--- RECORDS FOR THIS EXERCISE ---

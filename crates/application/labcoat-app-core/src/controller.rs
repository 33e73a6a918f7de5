use std::sync::Arc;

use labcoat_core::Build;
use tokio::runtime::Handle;
use tokio::sync::mpsc;
use tokio_util::sync::CancellationToken;
use tracing::{debug, error, info};

use crate::action::{ActionError, ActionKind, ActionRequest, ActionRunId};
use crate::bus::{BusEvent, EventBus};
use crate::ports::{BuildService, BusyIndicator, NotificationSink};

/// Runs retry/erase/cancel against a remote build, one at a time.
///
/// `perform` returns immediately. The remote call runs on the tokio runtime and
/// its outcome is queued back to the owner, who applies it with [`tick`] (UI
/// loops) or [`wait_for_outcome`]. Only the owner touches the busy indicator and
/// the notification sink.
///
/// [`tick`]: BuildActionController::tick
/// [`wait_for_outcome`]: BuildActionController::wait_for_outcome
pub struct BuildActionController<S, N, B> {
    service: Arc<S>,
    notifier: N,
    busy: B,
    bus: EventBus,
    runtime: Handle,

    tx: mpsc::Sender<ActionOutcome>,
    rx: mpsc::Receiver<ActionOutcome>,
    in_flight: Option<InFlight>,
}

struct InFlight {
    run_id: ActionRunId,
    request: ActionRequest,
    cancel: CancellationToken,
}

struct ActionOutcome {
    run_id: ActionRunId,
    request: ActionRequest,
    result: anyhow::Result<Build>,
}

impl<S, N, B> BuildActionController<S, N, B>
where
    S: BuildService,
    N: NotificationSink,
    B: BusyIndicator,
{
    /// Uses the current tokio runtime, or a shared background runtime when
    /// called outside of one.
    pub fn new(service: S, notifier: N, busy: B, bus: EventBus) -> anyhow::Result<Self> {
        let runtime = crate::async_runtime::handle()?;
        Ok(Self::with_runtime(runtime, service, notifier, busy, bus))
    }

    pub fn with_runtime(runtime: Handle, service: S, notifier: N, busy: B, bus: EventBus) -> Self {
        let (tx, rx) = mpsc::channel(labcoat_config::OUTCOME_QUEUE_CAPACITY);
        Self {
            service: Arc::new(service),
            notifier,
            busy,
            bus,
            runtime,
            tx,
            rx,
            in_flight: None,
        }
    }

    pub fn is_busy(&self) -> bool {
        self.in_flight.is_some()
    }

    pub fn perform(&mut self, request: ActionRequest) -> Result<(), ActionError> {
        if let Some(current) = &self.in_flight {
            debug!(
                "Rejecting {} of {}: {} of {} still in flight",
                request.kind, request.target, current.request.kind, current.request.target
            );
            return Err(ActionError::Busy {
                target: current.request.target,
            });
        }

        let run_id: ActionRunId = uuid::Uuid::new_v4();
        let cancel = CancellationToken::new();

        self.busy.set_busy(true);
        info!(
            "Starting {} of build {} (run {})",
            request.kind, request.target, run_id
        );

        let service = self.service.clone();
        let tx = self.tx.clone();
        let token = cancel.clone();
        self.runtime.spawn(async move {
            // The request itself is left to finish; only delivery is cancelled.
            let call = tokio::spawn(async move { invoke(service.as_ref(), request).await });
            let result = tokio::select! {
                _ = token.cancelled() => return,
                joined = call => joined.unwrap_or_else(|e| {
                    Err(anyhow::anyhow!("build action task failed: {e}"))
                }),
            };
            let _ = tx
                .send(ActionOutcome {
                    run_id,
                    request,
                    result,
                })
                .await;
        });

        self.in_flight = Some(InFlight {
            run_id,
            request,
            cancel,
        });
        Ok(())
    }

    /// Apply every outcome that has already arrived. Never blocks.
    pub fn tick(&mut self) -> usize {
        let mut applied = 0;
        while let Ok(outcome) = self.rx.try_recv() {
            if self.apply(outcome) {
                applied += 1;
            }
        }
        applied
    }

    /// Wait for the in-flight action to finish and apply its outcome.
    /// Returns `None` when nothing is in flight.
    pub async fn wait_for_outcome(&mut self) -> Option<ActionKind> {
        while self.in_flight.is_some() {
            let outcome = self.rx.recv().await?;
            let kind = outcome.request.kind;
            if self.apply(outcome) {
                return Some(kind);
            }
        }
        None
    }

    fn apply(&mut self, outcome: ActionOutcome) -> bool {
        match &self.in_flight {
            Some(current) if current.run_id == outcome.run_id => {}
            _ => {
                debug!(
                    "Dropping stale outcome of {} for {} (run {})",
                    outcome.request.kind, outcome.request.target, outcome.run_id
                );
                return false;
            }
        }
        self.in_flight = None;

        let ActionOutcome {
            request, result, ..
        } = outcome;
        self.busy.set_busy(false);

        match result {
            Ok(build) => {
                self.notifier.show(request.kind.success_message());
                self.bus.publish(BusEvent::BuildChanged {
                    target: request.target,
                    build,
                });
            }
            Err(cause) => {
                let err = ActionError::RequestFailed {
                    kind: request.kind,
                    target: request.target,
                    cause,
                };
                error!("{}", err);
                self.notifier.show(request.kind.failure_message());
            }
        }
        true
    }
}

impl<S, N, B> BuildActionController<S, N, B> {
    /// Stop delivery of the pending outcome, if any. The busy indicator and the
    /// notification sink are left untouched: the surface is assumed gone.
    pub fn detach(&mut self) {
        if let Some(pending) = self.in_flight.take() {
            debug!(
                "Detaching {} of {} (run {})",
                pending.request.kind, pending.request.target, pending.run_id
            );
            pending.cancel.cancel();
        }
    }

    pub fn teardown(mut self) {
        self.detach();
    }
}

impl<S, N, B> Drop for BuildActionController<S, N, B> {
    fn drop(&mut self) {
        self.detach();
    }
}

async fn invoke<S: BuildService + ?Sized>(
    service: &S,
    request: ActionRequest,
) -> anyhow::Result<Build> {
    let ActionRequest { kind, target } = request;
    match kind {
        ActionKind::Retry => service.retry_build(target.project_id, target.build_id).await,
        ActionKind::Erase => service.erase_build(target.project_id, target.build_id).await,
        ActionKind::Cancel => service.cancel_build(target.project_id, target.build_id).await,
    }
}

--- EXERCISE DETAILS ---
Copy every line of the data where "anyhow" is found.

--- OUTPUT ---
    result: anyhow::Result<Build>,
    pub fn new(service: S, notifier: N, busy: B, bus: EventBus) -> anyhow::Result<Self> {
                    Err(anyhow::anyhow!("build action task failed: {e}"))
) -> anyhow::Result<Build> {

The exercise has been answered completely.